» Problem details
In the entries below, find the lines that include "info" and give their number as the whole reply.

» Material to process
● ● ● ●
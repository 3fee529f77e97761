//! DNS-01 validation for wildcard certificates
//!
//! - [`DnsProvider`] - seam for publishing TXT records
//! - [`WebhookProvider`] - record API over HTTP with a bearer token
//! - [`PropagationChecker`] - waits until resolvers see the record
//! - [`Dns01Solver`] - publish, wait and clean up for one order

mod propagation;
mod provider;
mod webhook;

pub use propagation::{PropagationChecker, PropagationConfig};
pub use provider::{
    challenge_record_fqdn, normalize_domain, DnsProvider, DnsProviderError, DnsResult,
    ACME_CHALLENGE_RECORD, CHALLENGE_TTL,
};
pub use webhook::WebhookProvider;

use base64::engine::general_purpose::URL_SAFE_NO_PAD;
use base64::Engine;
use sha2::{Digest, Sha256};
use std::sync::Arc;
use tracing::{debug, info, warn};

use certpilot_common::Domain;
use certpilot_config::DnsProviderConfig;

/// TXT value for a key authorization: base64url(sha256(key_authorization))
pub fn challenge_value(key_authorization: &str) -> String {
    URL_SAFE_NO_PAD.encode(Sha256::digest(key_authorization.as_bytes()))
}

/// A challenge record that exists at the provider
#[derive(Debug, Clone, PartialEq, Eq)]
pub struct PublishedRecord {
    /// Zone-level domain the record was created under
    pub zone_domain: String,
    pub fqdn: String,
    pub value: String,
    pub record_id: String,
}

/// Publishes DNS-01 records through a provider and waits for them
#[derive(Debug)]
pub struct Dns01Solver {
    provider: Arc<dyn DnsProvider>,
    propagation: PropagationChecker,
}

impl Dns01Solver {
    pub fn new(provider: Arc<dyn DnsProvider>, propagation: PropagationChecker) -> Self {
        Self {
            provider,
            propagation,
        }
    }

    /// Webhook provider and propagation settings from the `dns-provider` section
    pub fn from_config(config: &DnsProviderConfig) -> DnsResult<Self> {
        let provider = WebhookProvider::from_config(config)?;
        info!(url = %provider.base_url(), "Configured DNS-01 webhook provider");
        let propagation = PropagationChecker::new(PropagationConfig::from_provider_config(config)?);
        Ok(Self::new(Arc::new(provider), propagation))
    }

    pub fn provider_name(&self) -> &'static str {
        self.provider.name()
    }

    /// Create the TXT records for every key authorization of `domain`.
    ///
    /// If any creation fails, records created so far are removed before
    /// the error is returned.
    pub async fn publish(
        &self,
        domain: &Domain,
        key_authorizations: &[String],
    ) -> DnsResult<Vec<PublishedRecord>> {
        let zone_domain = normalize_domain(domain.as_str()).to_string();
        let fqdn = challenge_record_fqdn(domain.as_str());
        let mut published = Vec::with_capacity(key_authorizations.len());

        for key_authorization in key_authorizations {
            let value = challenge_value(key_authorization);
            info!(
                domain = %domain,
                record = %fqdn,
                provider = %self.provider.name(),
                "Creating DNS-01 challenge record"
            );

            match self
                .provider
                .create_txt_record(&zone_domain, ACME_CHALLENGE_RECORD, &value)
                .await
            {
                Ok(record_id) => published.push(PublishedRecord {
                    zone_domain: zone_domain.clone(),
                    fqdn: fqdn.clone(),
                    value,
                    record_id,
                }),
                Err(e) => {
                    self.cleanup(&published).await;
                    return Err(e);
                }
            }
        }

        Ok(published)
    }

    /// Wait until every record is visible to resolvers
    pub async fn wait_for_propagation(&self, records: &[PublishedRecord]) -> DnsResult<()> {
        for record in records {
            self.propagation.wait_for(&record.fqdn, &record.value).await?;
        }
        Ok(())
    }

    /// Remove records; failures are logged and otherwise ignored
    pub async fn cleanup(&self, records: &[PublishedRecord]) {
        for record in records {
            debug!(record = %record.fqdn, record_id = %record.record_id, "Removing DNS-01 challenge record");
            if let Err(e) = self
                .provider
                .delete_txt_record(&record.zone_domain, &record.record_id)
                .await
            {
                warn!(
                    record = %record.fqdn,
                    record_id = %record.record_id,
                    error = %e,
                    "Failed to remove DNS-01 challenge record"
                );
            }
        }
    }
}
● ● ● ●
» Solution to this task
3